= List of oil facilities in Montreal =

This is a list of oil facilities in Montreal, Quebec.

==Refineries==

===Commercial refineries===
- Suncor Energy - Montreal Refinery (137 000 bpd), formerly known as the Petro-Canada - Montreal Refinery, prior to merger with Suncor Energy in Aug 2009. The Montreal Refinery is located inside the Pointe-aux-Trembles/Rivières-des-Prairies borough in the Montreal city on Sherbrooke East Street. When it was founded, it was called the Petrofina Montreal Refinery. This refinery has the same refining capacity as the Shell Canada refinery. It was founded in 1955 inside the square formed by Sherbooke East, Saint-Jean Baptiste, Marien and the Highway 40. It's the third refinery of this refining centre. It has a Total Commercial Refining Capacity of 137 000 bpd.

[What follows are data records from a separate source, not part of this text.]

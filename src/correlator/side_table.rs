use std::collections::HashMap;
use std::sync::{Mutex, MutexGuard};
use std::time::{Duration, Instant};

use tracing::debug;

use crate::platform::MessageId;

/// A relayed question waiting for the administrator's answer.
#[derive(Debug, Clone, PartialEq, Eq)]
pub struct PendingQuestion {
    pub sender_id: u64,
    /// Chat the answer should go to
    pub chat_id: i64,
    /// `@username` or display name, for logs
    pub sender_label: String,
    pub relayed_at: Instant,
}

impl PendingQuestion {
    fn is_expired(&self, now: Instant, ttl: Duration) -> bool {
        now.saturating_duration_since(self.relayed_at) >= ttl
    }
}

/// Maps the id of a relayed copy in the administrator's chat to the user who asked.
///
/// Entries expire after `ttl` and are removed once an answer has been delivered. The table
/// never holds more than `max_entries`; the oldest entry makes room for a new one.
pub struct SideTable {
    ttl: Duration,
    max_entries: usize,
    entries: Mutex<HashMap<MessageId, PendingQuestion>>,
}

impl SideTable {
    pub fn new(ttl: Duration, max_entries: usize) -> Self {
        Self {
            ttl,
            max_entries: max_entries.max(1),
            entries: Mutex::new(HashMap::new()),
        }
    }

    fn entries(&self) -> MutexGuard<'_, HashMap<MessageId, PendingQuestion>> {
        self.entries.lock().unwrap_or_else(|e| e.into_inner())
    }

    pub fn insert(&self, key: MessageId, question: PendingQuestion) {
        let mut entries = self.entries();
        if entries.len() >= self.max_entries && !entries.contains_key(&key) {
            let now = question.relayed_at;
            let ttl = self.ttl;
            entries.retain(|_, q| !q.is_expired(now, ttl));
        }
        if entries.len() >= self.max_entries && !entries.contains_key(&key) {
            let oldest = entries
                .iter()
                .min_by_key(|(_, q)| q.relayed_at)
                .map(|(k, _)| *k);
            if let Some(oldest) = oldest {
                debug!("Side table full, evicting question relayed as message {}", oldest);
                entries.remove(&oldest);
            }
        }
        entries.insert(key, question);
    }

    /// Find the question relayed as `key`. Expired entries are dropped and not returned.
    pub fn lookup(&self, key: MessageId, now: Instant) -> Option<PendingQuestion> {
        let mut entries = self.entries();
        let expired = entries.get(&key)?.is_expired(now, self.ttl);
        if expired {
            entries.remove(&key);
            return None;
        }
        entries.get(&key).cloned()
    }

    /// Forget `key` after its answer was delivered.
    pub fn complete(&self, key: MessageId) -> Option<PendingQuestion> {
        self.entries().remove(&key)
    }

    /// Drop every expired entry and return how many were removed.
    pub fn sweep(&self, now: Instant) -> usize {
        let mut entries = self.entries();
        let before = entries.len();
        let ttl = self.ttl;
        entries.retain(|_, q| !q.is_expired(now, ttl));
        before - entries.len()
    }

    pub fn len(&self) -> usize {
        self.entries().len()
    }

    pub fn is_empty(&self) -> bool {
        self.len() == 0
    }
}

===Industrial refineries===
- The Petromont S.E.C. refinery is located in Varennes city in the south shore of Montreal. This refinery is actually in stand-by but the plant hasn't been destroyed. It made some petrochemical product essentially and some products for the Montreal oil industries. Petromont is owned by Dow Chemical and the Société générale de financement du Québec. Its Total Industrial Refining Capacity is 58 000 bpd.

== Closed refineries ==
- The Shell Canada - Montreal East Refinery (161 000 bpd) is located in the Montréal-Est city on Sherbrooke Street East. This refinery was founded in 1931, the second Montreal refinery after the Imperial Oil (Esso) Refinery. The refinery is located near to petrochemical industries like Coastal Petrochemical, Shell Chemical, Parachem petrochemical, Interquisa Canada, and Marsulex (Sulconam) Canada. This refinery has some essential petrochemical infrastructure required to complete oil-refining. On June 4, 2010, Shell Canada officially announced they would downgrade the refinery into a terminal, following unsuccessful attempts to find a buyer to take over the plant.
- The Montreal East Refinery run by Gulf Oil Canada Ltd. is a small refinery located inside the Coastal Petrochemical fields. It is located inside the Montréal-Est city close to the petrochemical infrastructures. It is the only refinery which restarted since the massive closure of refineries in the 80s.
- The Texaco Montreal East Refinery was located on the current grounds of Interquisa Canada on Gamble Avenue. It was near the Imperial Oil Ltd. refinery. It was founded in the 60s and operated for only twenty years. The closure of the Texaco refinery coincided with those of the refineries of Imperial Oil Ltd., Gulf Canada, and BP. These massive closures of refineries were made in the 80s during the oil crisis.
- The BP Montreal East/Anjou Refinery was situated on the current grounds of the Metropolitan golf club in the Anjou district of the city of Montreal. It was the only refinery to be built in the North of the metropolitan freeway. It produced gasoline for twenty years but the oil crisis in the Middle East forced its closure in the 80s.
- The Imperial Oil Ltd. Esso Montreal East Refinery was the first Montreal refinery. It was founded in 1913, three years after the founding of the city of Montréal-Est. The facility refined oil for more than 70 years and it returned service to the east Montrealers. It was constantly evolving and during the last years of its operation, the company made massive investments to strengthen the refinery's position in the market.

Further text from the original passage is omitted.